Monticello and live systems (was Re: 1 day left...)

Todd Blanchard tblanchard at mac.com
Sun Feb 26 07:35:21 UTC 2006


They seem to be good at different things.  Monticello is all about  
maintaining packages and in my view is a much *SAFER* mechanism for  
loading in new functionality (packaged code) than changesets.  For  
one thing, it does a good job of preflighting the changes and if its  
going to have issues it will tell you and you can bail on it or it  
will help you get to the desired final state.  So as a librarian - MC  
is DA BOMB.

Changesets seem better for system level stuff that involves lots of  
refactoring.  As an example, I've been trying to consolidate all of  
the code that knows something about URL's and Http into a coherent  
package.   Its scattered all over the image in half a dozen packages  
so this change will involve many package name changes, class name  
changes, moving methods, etc.  Monticello seems to act on packages,  
so to capture this work and get it applied, I think a changeset is a  
better tool.

However, when it comes to maintaining modules and packages (chunks of  
capability that are a "THING"), I feel that changesets are AWFUL,  
crap out more often than not because my image isn't in the starting  
state the changeset was based on and changeset loading doesn't  
preflight well.  If it fails I have an image in an indeterminate  
state and have to quit and relaunch to get back the last saved (and  
sane) state.  I can't begin to count the number of times I've set out  
to load a .sar file and had it crap out because something in my image  
wasn't in the state that file expected.

As an exercise, try grabbing a 3.6 basic image and see if, using  
old .sar's on SqueakMap, you can get an image configured with Kom,  
Seaside, Postgres, and GLORP and let me know how many tries it takes  
you.

This is because changesets don't capture the expected initial and  
final state - only the transitions - and that is seldom enough when  
you're trying to work in a team and build a single "thing".

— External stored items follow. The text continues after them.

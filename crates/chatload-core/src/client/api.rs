//! ChatTransport implementation for HttpChatClient.

use std::time::Instant;

use async_trait::async_trait;
use futures_util::StreamExt;
use tracing::debug;

use crate::{ChatError, ChatExchange, ChatRequest, ChatTransport};

use super::client::HttpChatClient;

fn map_reqwest_error(e: reqwest::Error) -> ChatError {
    if e.is_timeout() {
        ChatError::Timeout
    } else {
        ChatError::Network(e.to_string())
    }
}

/// Read the whole streamed body, noting when the first chunk arrived.
async fn read_stream(
    response: reqwest::Response,
    started: Instant,
) -> Result<(String, Option<std::time::Duration>), ChatError> {
    let mut stream = response.bytes_stream();
    let mut buf: Vec<u8> = Vec::new();
    let mut first_chunk = None;

    while let Some(chunk) = stream.next().await {
        let chunk = chunk.map_err(map_reqwest_error)?;
        if first_chunk.is_none() && !chunk.is_empty() {
            first_chunk = Some(started.elapsed());
        }
        buf.extend_from_slice(&chunk);
    }

    Ok((String::from_utf8_lossy(&buf).into_owned(), first_chunk))
}

#[async_trait]
impl ChatTransport for HttpChatClient {
    async fn send(&self, request: &ChatRequest) -> Result<ChatExchange, ChatError> {
        debug!(
            user = %request.user,
            conversation = request.conversation_id.as_deref().unwrap_or(""),
            "chat request"
        );

        let started = Instant::now();
        let response = self
            .http
            .post(&self.config.chat_url)
            .json(&request.to_body())
            .send()
            .await
            .map_err(map_reqwest_error)?;

        let status = response.status();
        if status != reqwest::StatusCode::OK {
            let text = response.text().await.unwrap_or_default();
            let text = text.chars().take(200).collect::<String>();
            return Err(ChatError::Status {
                status: status.as_u16(),
                body: text,
            });
        }

        let (body, first_chunk) = read_stream(response, started).await?;
        if body.trim().is_empty() {
            return Err(ChatError::EmptyBody);
        }

        Ok(ChatExchange {
            body,
            elapsed: started.elapsed(),
            first_chunk,
        })
    }
}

We really need a tool that knows both.

-Todd Blanchard

On Feb 25, 2006, at 11:08 PM, Andreas Raab wrote:

> Colin Putney wrote:
>> First, let me mention that Monticello was designed with  
>> maintaining live system in mind. I think where it falls down is  
>> with scale.
>
> Actually, I think there are some very fundamental issues when using  
> Monticello in a live system, e.g., a system which has live  
> instances of the classes being changed. The most important ones I  
> can think about (which have nothing to do with scale) are renaming  
> classes and series of class migrations.